++++ Provided records

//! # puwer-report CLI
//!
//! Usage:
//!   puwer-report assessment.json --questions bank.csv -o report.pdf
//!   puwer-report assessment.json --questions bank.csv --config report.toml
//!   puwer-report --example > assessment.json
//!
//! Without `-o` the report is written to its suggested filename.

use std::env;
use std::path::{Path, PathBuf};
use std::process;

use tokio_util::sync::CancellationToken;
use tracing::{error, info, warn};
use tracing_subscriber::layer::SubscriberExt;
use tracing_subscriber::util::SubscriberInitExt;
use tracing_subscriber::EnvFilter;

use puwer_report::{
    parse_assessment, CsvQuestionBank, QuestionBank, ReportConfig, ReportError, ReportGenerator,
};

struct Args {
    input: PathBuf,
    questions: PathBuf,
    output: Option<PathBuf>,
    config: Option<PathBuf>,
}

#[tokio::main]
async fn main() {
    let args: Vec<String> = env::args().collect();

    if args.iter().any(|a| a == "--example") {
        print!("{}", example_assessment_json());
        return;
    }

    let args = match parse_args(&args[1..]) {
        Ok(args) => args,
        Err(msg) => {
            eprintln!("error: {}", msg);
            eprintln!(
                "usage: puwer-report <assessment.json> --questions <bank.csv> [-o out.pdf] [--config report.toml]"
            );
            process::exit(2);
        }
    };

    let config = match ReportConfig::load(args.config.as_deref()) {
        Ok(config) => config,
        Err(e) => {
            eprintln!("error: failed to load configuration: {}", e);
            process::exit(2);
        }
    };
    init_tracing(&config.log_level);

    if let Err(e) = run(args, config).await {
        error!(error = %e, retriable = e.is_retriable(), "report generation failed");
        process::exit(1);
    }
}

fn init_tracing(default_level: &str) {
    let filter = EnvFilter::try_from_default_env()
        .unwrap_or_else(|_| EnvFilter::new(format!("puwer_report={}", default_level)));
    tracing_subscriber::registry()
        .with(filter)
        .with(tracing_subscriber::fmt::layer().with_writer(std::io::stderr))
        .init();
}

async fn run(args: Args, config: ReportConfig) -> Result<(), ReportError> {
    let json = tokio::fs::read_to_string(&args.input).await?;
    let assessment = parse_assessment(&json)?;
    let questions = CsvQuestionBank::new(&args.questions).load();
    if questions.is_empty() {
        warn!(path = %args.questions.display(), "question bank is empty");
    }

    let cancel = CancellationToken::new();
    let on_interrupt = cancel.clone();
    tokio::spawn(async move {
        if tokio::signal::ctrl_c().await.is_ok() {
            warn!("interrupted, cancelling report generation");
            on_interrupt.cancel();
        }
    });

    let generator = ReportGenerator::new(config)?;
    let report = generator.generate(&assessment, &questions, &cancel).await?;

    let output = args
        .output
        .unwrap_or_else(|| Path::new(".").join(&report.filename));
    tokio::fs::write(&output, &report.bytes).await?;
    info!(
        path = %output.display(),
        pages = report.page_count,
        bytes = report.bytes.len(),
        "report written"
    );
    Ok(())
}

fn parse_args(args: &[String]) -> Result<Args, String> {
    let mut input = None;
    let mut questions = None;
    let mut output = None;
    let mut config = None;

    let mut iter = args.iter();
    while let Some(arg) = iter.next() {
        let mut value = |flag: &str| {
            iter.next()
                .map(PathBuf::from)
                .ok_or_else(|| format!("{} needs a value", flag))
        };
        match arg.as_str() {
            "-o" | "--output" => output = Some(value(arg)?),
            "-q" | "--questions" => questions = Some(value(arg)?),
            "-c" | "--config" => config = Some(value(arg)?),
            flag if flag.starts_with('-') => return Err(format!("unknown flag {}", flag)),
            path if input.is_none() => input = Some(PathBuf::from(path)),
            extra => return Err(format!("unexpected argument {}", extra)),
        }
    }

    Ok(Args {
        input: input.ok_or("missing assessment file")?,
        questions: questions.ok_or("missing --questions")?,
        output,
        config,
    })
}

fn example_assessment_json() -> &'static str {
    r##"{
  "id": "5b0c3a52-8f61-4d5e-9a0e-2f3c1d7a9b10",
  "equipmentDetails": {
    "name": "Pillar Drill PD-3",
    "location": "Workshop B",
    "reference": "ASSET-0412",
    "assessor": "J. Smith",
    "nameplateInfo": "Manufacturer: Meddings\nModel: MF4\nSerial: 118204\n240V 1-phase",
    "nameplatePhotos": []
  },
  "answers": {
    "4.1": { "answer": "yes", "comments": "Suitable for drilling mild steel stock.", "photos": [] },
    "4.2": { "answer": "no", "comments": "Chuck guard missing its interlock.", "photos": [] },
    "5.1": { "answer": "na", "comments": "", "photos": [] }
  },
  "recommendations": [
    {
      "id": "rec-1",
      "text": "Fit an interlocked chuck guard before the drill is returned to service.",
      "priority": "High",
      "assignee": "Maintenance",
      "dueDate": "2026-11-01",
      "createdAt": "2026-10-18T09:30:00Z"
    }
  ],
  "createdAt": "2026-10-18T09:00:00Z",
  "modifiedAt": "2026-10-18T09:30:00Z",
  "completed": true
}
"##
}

++++++++

Return the full listing exactly as written.

//! # puwer-report CLI
//!
//! Usage:
//!   puwer-report assessment.json --questions bank.csv -o report.pdf
//!   puwer-report assessment.json --questions bank.csv --config report.toml
//!   puwer-report --example > assessment.json
//!
//! Without `-o` the report is written to its suggested filename.

use std::env;
use std::path::{Path, PathBuf};
use std::process;

use tokio_util::sync::CancellationToken;
use tracing::{error, info, warn};
use tracing_subscriber::layer::SubscriberExt;
use tracing_subscriber::util::SubscriberInitExt;
use tracing_subscriber::EnvFilter;

use puwer_report::{
    parse_assessment, CsvQuestionBank, QuestionBank, ReportConfig, ReportError, ReportGenerator,
};

struct Args {
    input: PathBuf,
    questions: PathBuf,
    output: Option<PathBuf>,
    config: Option<PathBuf>,
}

#[tokio::main]
async fn main() {
    let args: Vec<String> = env::args().collect();

    if args.iter().any(|a| a == "--example") {
        print!("{}", example_assessment_json());
        return;
    }

    let args = match parse_args(&args[1..]) {
        Ok(args) => args,
        Err(msg) => {
            eprintln!("error: {}", msg);
            eprintln!(
                "usage: puwer-report <assessment.json> --questions <bank.csv> [-o out.pdf] [--config report.toml]"
            );
            process::exit(2);
        }
    };

    let config = match ReportConfig::load(args.config.as_deref()) {
        Ok(config) => config,
        Err(e) => {
            eprintln!("error: failed to load configuration: {}", e);
            process::exit(2);
        }
    };
    init_tracing(&config.log_level);

    if let Err(e) = run(args, config).await {
        error!(error = %e, retriable = e.is_retriable(), "report generation failed");
        process::exit(1);
    }
}

fn init_tracing(default_level: &str) {
    let filter = EnvFilter::try_from_default_env()
        .unwrap_or_else(|_| EnvFilter::new(format!("puwer_report={}", default_level)));
    tracing_subscriber::registry()
        .with(filter)
        .with(tracing_subscriber::fmt::layer().with_writer(std::io::stderr))
        .init();
}

async fn run(args: Args, config: ReportConfig) -> Result<(), ReportError> {
    let json = tokio::fs::read_to_string(&args.input).await?;
    let assessment = parse_assessment(&json)?;
    let questions = CsvQuestionBank::new(&args.questions).load();
    if questions.is_empty() {
        warn!(path = %args.questions.display(), "question bank is empty");
    }

    let cancel = CancellationToken::new();
    let on_interrupt = cancel.clone();
    tokio::spawn(async move {
        if tokio::signal::ctrl_c().await.is_ok() {
            warn!("interrupted, cancelling report generation");
            on_interrupt.cancel();
        }
    });

    let generator = ReportGenerator::new(config)?;
    let report = generator.generate(&assessment, &questions, &cancel).await?;

    let output = args
        .output
        .unwrap_or_else(|| Path::new(".").join(&report.filename));
    tokio::fs::write(&output, &report.bytes).await?;
    info!(
        path = %output.display(),
        pages = report.page_count,
        bytes = report.bytes.len(),
        "report written"
    );
    Ok(())
}

fn parse_args(args: &[String]) -> Result<Args, String> {
    let mut input = None;
    let mut questions = None;
    let mut output = None;
    let mut config = None;

    let mut iter = args.iter();
    while let Some(arg) = iter.next() {
        let mut value = |flag: &str| {
            iter.next()
                .map(PathBuf::from)
                .ok_or_else(|| format!("{} needs a value", flag))
        };
        match arg.as_str() {
            "-o" | "--output" => output = Some(value(arg)?),
            "-q" | "--questions" => questions = Some(value(arg)?),
            "-c" | "--config" => config = Some(value(arg)?),
            flag if flag.starts_with('-') => return Err(format!("unknown flag {}", flag)),
            path if input.is_none() => input = Some(PathBuf::from(path)),
            extra => return Err(format!("unexpected argument {}", extra)),
        }
    }

    Ok(Args {
        input: input.ok_or("missing assessment file")?,
        questions: questions.ok_or("missing --questions")?,
        output,
        config,
    })
}

fn example_assessment_json() -> &'static str {
    r##"{
  "id": "5b0c3a52-8f61-4d5e-9a0e-2f3c1d7a9b10",
  "equipmentDetails": {
    "name": "Pillar Drill PD-3",
    "location": "Workshop B",
    "reference": "ASSET-0412",
    "assessor": "J. Smith",
    "nameplateInfo": "Manufacturer: Meddings\nModel: MF4\nSerial: 118204\n240V 1-phase",
    "nameplatePhotos": []
  },
  "answers": {
    "4.1": { "answer": "yes", "comments": "Suitable for drilling mild steel stock.", "photos": [] },
    "4.2": { "answer": "no", "comments": "Chuck guard missing its interlock.", "photos": [] },
    "5.1": { "answer": "na", "comments": "", "photos": [] }
  },
  "recommendations": [
    {
      "id": "rec-1",
      "text": "Fit an interlocked chuck guard before the drill is returned to service.",
      "priority": "High",
      "assignee": "Maintenance",
      "dueDate": "2026-11-01",
      "createdAt": "2026-10-18T09:30:00Z"
    }
  ],
  "createdAt": "2026-10-18T09:00:00Z",
  "modifiedAt": "2026-10-18T09:30:00Z",
  "completed": true
}
"##
}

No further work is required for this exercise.